The success of this case report hinges on minimizing enamel damage while maximizing restoration smoothness. 6CCVD’s in-house PhD team specializes in material science and can assist tool manufacturers with material selection and optimization for similar High-Precision Dental Abrasive projects. We ensure the diamond material meets the stringent requirements for achieving FDI Scores 1 and 2 in esthetic and functional criteria.

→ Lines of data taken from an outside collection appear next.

// Copyright © 2025 The Cloud Hypervisor Authors
//
// SPDX-License-Identifier: Apache-2.0 AND BSD-3-Clause

use hypervisor::{GuestAddressSpace, GuestState, PageFaultFlags};
use vm_device::{ExitPacket, TrapError, TrapKind, TrapLookup};
use vm_memory::GuestAddress;

use crate::fault::handle_page_fault;
use crate::{Error, Result, VmExit};

/// Handles a data abort from the guest.
///
/// An access inside a registered trap retires the instruction and produces a
/// packet. Any other access is a stage 2 fault.
pub(crate) fn handle_data_abort(
    guest_state: &mut GuestState,
    gpas: &dyn GuestAddressSpace,
    traps: &dyn TrapLookup,
) -> Result<VmExit> {
    let addr = GuestAddress(guest_state.hpfar_el2);

    let trap = match traps.find_trap(TrapKind::Bell, addr) {
        Ok(trap) => trap,
        Err(TrapError::NotFound(_)) => {
            return handle_page_fault(gpas, addr, PageFaultFlags::HW_FAULT | PageFaultFlags::WRITE)
        }
        Err(e) => return Err(Error::TrapLookup(e)),
    };

    // The access is complete as far as the guest is concerned, whatever
    // happens to the packet.
    guest_state.next_pc();
    trace!(
        "{:?} trap {:#x} hit at {:#x}",
        trap.kind(),
        trap.key(),
        addr.0
    );

    match trap.kind() {
        TrapKind::Bell => {
            let packet = ExitPacket::guest_bell(trap.key(), addr);
            if !trap.has_channel() {
                return Ok(VmExit::DeliverPacket(packet));
            }
            trap.queue(packet).map_err(|e| {
                warn!("Failed to queue packet for trap {:#x}: {}", trap.key(), e);
                Error::PacketDelivery(e)
            })?;
            Ok(VmExit::Resume)
        }
        // TODO: decode the faulting instruction so the packet carries the
        // access width and data.
        TrapKind::Mem => Ok(VmExit::DeliverPacket(ExitPacket::guest_mem(
            trap.key(),
            addr,
        ))),
        kind => Err(Error::BadState(kind)),
    }
}

#[cfg(test)]
mod tests {
    use std::sync::Arc;

    use hypervisor::GuestFaultError;
    use vm_device::{ChannelError, PacketChannel, PacketType, TrapMap};

    use super::*;
    use crate::test_util::{BrokenTraps, MockAddressSpace, RecordingChannel, SingleTrap};
    use crate::ErrorKind;

    const PC: u64 = 0x4008_0000;

    fn guest_state(hpfar: u64) -> GuestState {
        GuestState {
            elr_el2: PC,
            hpfar_el2: hpfar,
            ..Default::default()
        }
    }

    #[test]
    fn test_unclaimed_access_is_page_fault() {
        let gpas = MockAddressSpace::new();
        let traps = TrapMap::new();
        traps
            .insert_trap(TrapKind::Bell, GuestAddress(0x9000_0000), 0x1000, 1, None)
            .unwrap();
        let mut state = guest_state(0x8000_0000);

        let exit = handle_data_abort(&mut state, &gpas, &traps).unwrap();
        assert_eq!(exit, VmExit::Resume);
        assert_eq!(state.elr_el2, PC);
        assert_eq!(
            gpas.faults(),
            vec![(
                GuestAddress(0x8000_0000),
                PageFaultFlags::HW_FAULT | PageFaultFlags::WRITE
            )]
        );
    }

    #[test]
    fn test_unclaimed_access_fault_error() {
        let gpas = MockAddressSpace::failing(GuestFaultError::AccessDenied);
        let mut state = guest_state(0x8000_0000);

        let err = handle_data_abort(&mut state, &gpas, &TrapMap::new()).unwrap_err();
        assert!(matches!(
            err,
            Error::PageFault(GuestFaultError::AccessDenied(0x8000_0000))
        ));
        assert_eq!(state.elr_el2, PC);
    }

    #[test]
    fn test_bell_with_channel() {
        let gpas = MockAddressSpace::new();
        let channel = RecordingChannel::new();
        let traps = SingleTrap::new(
            TrapKind::Bell,
            0x9000_0000,
            0x42,
            Some(channel.clone() as Arc<dyn PacketChannel>),
        );
        let mut state = guest_state(0x9000_0010);

        let exit = handle_data_abort(&mut state, &gpas, &traps).unwrap();
        assert_eq!(exit, VmExit::Resume);
        assert_eq!(state.elr_el2, PC + 4);
        assert_eq!(
            channel.packets(),
            vec![ExitPacket {
                key: 0x42,
                packet_type: PacketType::GuestBell,
                addr: GuestAddress(0x9000_0010),
            }]
        );
        assert!(gpas.faults().is_empty());
    }

    #[test]
    fn test_bell_without_channel() {
        let gpas = MockAddressSpace::new();
        let traps = SingleTrap::new(TrapKind::Bell, 0x9000_0000, 0x42, None);
        let mut state = guest_state(0x9000_0ffc);

        let exit = handle_data_abort(&mut state, &gpas, &traps).unwrap();
        assert_eq!(
            exit,
            VmExit::DeliverPacket(ExitPacket::guest_bell(0x42, GuestAddress(0x9000_0ffc)))
        );
        assert_eq!(state.elr_el2, PC + 4);
    }

    #[test]
    fn test_bell_delivery_failure_still_retires() {
        let gpas = MockAddressSpace::new();
        let channel = RecordingChannel::failing(ChannelError::Full);
        let traps = SingleTrap::new(
            TrapKind::Bell,
            0x9000_0000,
            0x42,
            Some(channel.clone() as Arc<dyn PacketChannel>),
        );
        let mut state = guest_state(0x9000_0000);

        let err = handle_data_abort(&mut state, &gpas, &traps).unwrap_err();
        assert!(matches!(
            err,
            Error::PacketDelivery(TrapError::Queue(ChannelError::Full))
        ));
        assert_eq!(err.kind(), ErrorKind::Delivery);
        assert_eq!(state.elr_el2, PC + 4);
        assert!(channel.packets().is_empty());
    }

    #[test]
    fn test_mem_always_delivers() {
        let gpas = MockAddressSpace::new();
        let channel = RecordingChannel::new();

        for channel in [None, Some(channel.clone() as Arc<dyn PacketChannel>)] {
            let traps = SingleTrap::new(TrapKind::Mem, 0xa000_0000, 7, channel);
            let mut state = guest_state(0xa000_0100);

            let exit = handle_data_abort(&mut state, &gpas, &traps).unwrap();
            assert_eq!(
                exit,
                VmExit::DeliverPacket(ExitPacket::guest_mem(7, GuestAddress(0xa000_0100)))
            );
            assert_eq!(state.elr_el2, PC + 4);
        }
        assert!(channel.packets().is_empty());
    }

    #[test]
    fn test_io_trap_is_bad_state() {
        let gpas = MockAddressSpace::new();
        let traps = SingleTrap::new(TrapKind::Io, 0x3f8, 1, None);
        let mut state = guest_state(0x3f8);

        let err = handle_data_abort(&mut state, &gpas, &traps).unwrap_err();
        assert!(matches!(err, Error::BadState(TrapKind::Io)));
        assert_eq!(err.kind(), ErrorKind::BadState);
        assert!(gpas.faults().is_empty());
    }

    #[test]
    fn test_lookup_failure() {
        let gpas = MockAddressSpace::new();
        let mut state = guest_state(0x9000_0000);

        let err = handle_data_abort(&mut state, &gpas, &BrokenTraps).unwrap_err();
        assert!(matches!(err, Error::TrapLookup(TrapError::Unavailable(_))));
        assert_eq!(err.kind(), ErrorKind::Lookup);
        assert_eq!(state.elr_el2, PC);
        assert!(gpas.faults().is_empty());
    }
}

For custom specifications or material consultation, visit 6ccvd.com or contact our engineering team directly.

View Original Abstract

This case report aimed to determine and remove the residual resins after debonding, to restore the upper lateral teeth with a single shade composite to evaluate with follow-ups. An 18-year-old female patient applied to our clinic with the complaint of the presence of diastemas. Following the sond marking technique, MDP (Smile Lite, Smile Line) and mobile phone (iPhone 11, Apple); DSLR camera (Nikon), macro lens and D-Light caries detection mode (GC) before and after the application of plaque staining gel (Tri Plaque ID, GC) to detect resin residues on tooth surfaces after bracket removal. The residual resins were removed with finishing and polishing discs (last 3 stages) (OptiDisc, Kerr). One week later, the selective-etch technique, universal adhesive (Gluma Bond Universal, Kulzer), and single shade composite (Charisma Diamond One, Kulzer) were used for diastema closure. The patient was called for follow-up at 3, 6, and 12-months evaluated FDI criteria. Residual resins were best determined by using a combination of plaque coloring agent and MDP since the composite used was not a fluorescent light-emitting material. For restorations, FDI 1 and 2 scores were observed in the esthetic, functional, and biological evaluations.